Depuis lors, la répression menée par les agents du service de renseignement national et les jeunes proches du CNDD-FDD s’est enracinée. Toute personne suspectée d’être opposée au parti au pouvoir est devenue une cible. Quatre ans se sont écoulés et les perspectives sont moroses, alors que l’élection présidentielle de 2020 approche à grands pas. Bien que la répression ne soit pas aussi visible qu’aux premiers jours, elle est aussi brutale et a lieu en toute impunité.
Violences et intimidations
Le leader d’opposition Agathon Rwasa a créé le nouveau parti après un référendum constitutionnel, en mai 2018, qui a permis au président de prolonger son mandat pendant de nombreuses années. Le vote a eu lieu dans un contexte de violences et d’intimidations accrues contre les opposants politiques.

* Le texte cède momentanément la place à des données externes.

use eframe::egui::{self, RichText, Ui};

use crate::insights::Insights;
use crate::util::{format_percent, format_requests, truncate_label};
use crate::viz::bubble::priority_summary;

use super::super::ViewModel;

const FEATURE_ROW_HEIGHT: f32 = 22.0;
const FEATURE_LABEL_CHARS: usize = 48;

fn draw_insights(ui: &mut Ui, insights: &Insights) {
    if !insights.most_common_requests.is_empty() {
        ui.label(RichText::new("Most common requests").strong());
        for request in &insights.most_common_requests {
            ui.label(format!("{}  ({})", request.name, request.count))
                .on_hover_text(request.summary.as_str());
        }
        ui.add_space(6.0);
    }

    if !insights.top_pain_points.is_empty() {
        ui.label(RichText::new("Top pain points").strong());
        for pain_point in &insights.top_pain_points {
            ui.label(format!(
                "{}  {}",
                pain_point.name,
                format_percent(pain_point.percentage)
            ))
            .on_hover_text(pain_point.description.as_str());
        }
        ui.add_space(6.0);
    }

    if let Some(score) = &insights.average_priority_score {
        ui.label(RichText::new("Average priority score").strong());
        ui.label(score.score_text());
        if !score.description.is_empty() {
            ui.small(score.description.as_str());
        }
        ui.add_space(6.0);
    }

    if !insights.trends_over_time.is_empty() {
        ui.label(RichText::new("Requests over time").strong());
        for trend in &insights.trends_over_time {
            ui.label(format!("{}: {}", trend.month, format_requests(trend.requests)));
        }
    }
}

impl ViewModel {
    pub(in crate::app) fn draw_details(&mut self, ui: &mut Ui) {
        ui.heading("Cluster Details");
        ui.add_space(6.0);

        match self.selected {
            Some(index) => self.draw_cluster_details(ui, index),
            None => {
                ui.label("Select a cluster from the chart or the list.");
            }
        }

        ui.separator();
        let result = self.result.clone();
        egui::CollapsingHeader::new("Insights")
            .default_open(true)
            .show(ui, |ui| match &result.insights {
                Some(insights) => draw_insights(ui, insights),
                None => {
                    ui.label("No insights were returned for this analysis.");
                }
            });
    }

    fn draw_cluster_details(&mut self, ui: &mut Ui, index: usize) {
        let result = self.result.clone();
        let Some(cluster) = result.clusters.get(index) else {
            ui.label("Selected cluster no longer exists in this analysis.");
            return;
        };

        ui.label(RichText::new(cluster.theme.as_str()).strong());
        ui.small(format!("id {}", cluster.id));
        ui.add_space(6.0);

        ui.label(priority_summary(cluster));
        if let Some(coherence) = cluster.metadata.coherence_score {
            ui.label(format!("Coherence: {coherence:.2}"));
        }
        if let Some(distance) = cluster.metadata.avg_distance {
            ui.label(format!("Average distance: {distance:.2}"));
        }
        if let Some(summary) = &cluster.summary {
            ui.add_space(4.0);
            ui.label(summary.as_str());
        }

        ui.separator();
        ui.label(RichText::new("Requests").strong());
        if cluster.features.is_empty() {
            ui.label("This cluster carries no request details.");
            return;
        }

        let row_count = cluster.features.len().min(self.feature_rows_visible);
        let mut should_load_more = false;

        egui::ScrollArea::vertical()
            .id_salt("cluster_features_scroll")
            .max_height(320.0)
            .auto_shrink([false, false])
            .show_rows(ui, FEATURE_ROW_HEIGHT, row_count, |ui, row_range| {
                if row_range.end + Self::FEATURE_PREFETCH_MARGIN >= row_count {
                    should_load_more = true;
                }

                for row in row_range {
                    let Some(reference) = cluster.features.get(row) else {
                        continue;
                    };
                    let feature = &reference.feature;
                    let marker = if feature.is_high_priority() { "!" } else { " " };
                    let label = format!(
                        "{marker} {}",
                        truncate_label(feature.display_title(), FEATURE_LABEL_CHARS)
                    );

                    let mut hover = feature.description.clone();
                    if !feature.priority.is_empty() {
                        hover.push_str(&format!("\nPriority: {}", feature.priority));
                    }
                    if !feature.customer_type.is_empty() {
                        hover.push_str(&format!("\nCustomer: {}", feature.customer_type));
                    }
                    ui.label(label).on_hover_text(hover);
                }
            });

        if should_load_more && row_count < cluster.features.len() {
            self.feature_rows_visible =
                (row_count + Self::FEATURE_PAGE_ROWS).min(cluster.features.len());
        }
    }
}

Un agent de police à Bujumbura nous a récemment raconté au téléphone que lorsque les responsables administratifs locaux identifient des partisans du CNL, ceux-ci sont rapidement arrêtés et accusés de participer à des réunions « illégales ». Selon lui, les membres des Imbonerakure orchestrent ces arrestations et « ce sont eux que les autorités judiciaires écoutent ». Les rapports quotidiens publiés par les groupes d’observateurs locaux laissent entendre que c’est une pratique généralisée.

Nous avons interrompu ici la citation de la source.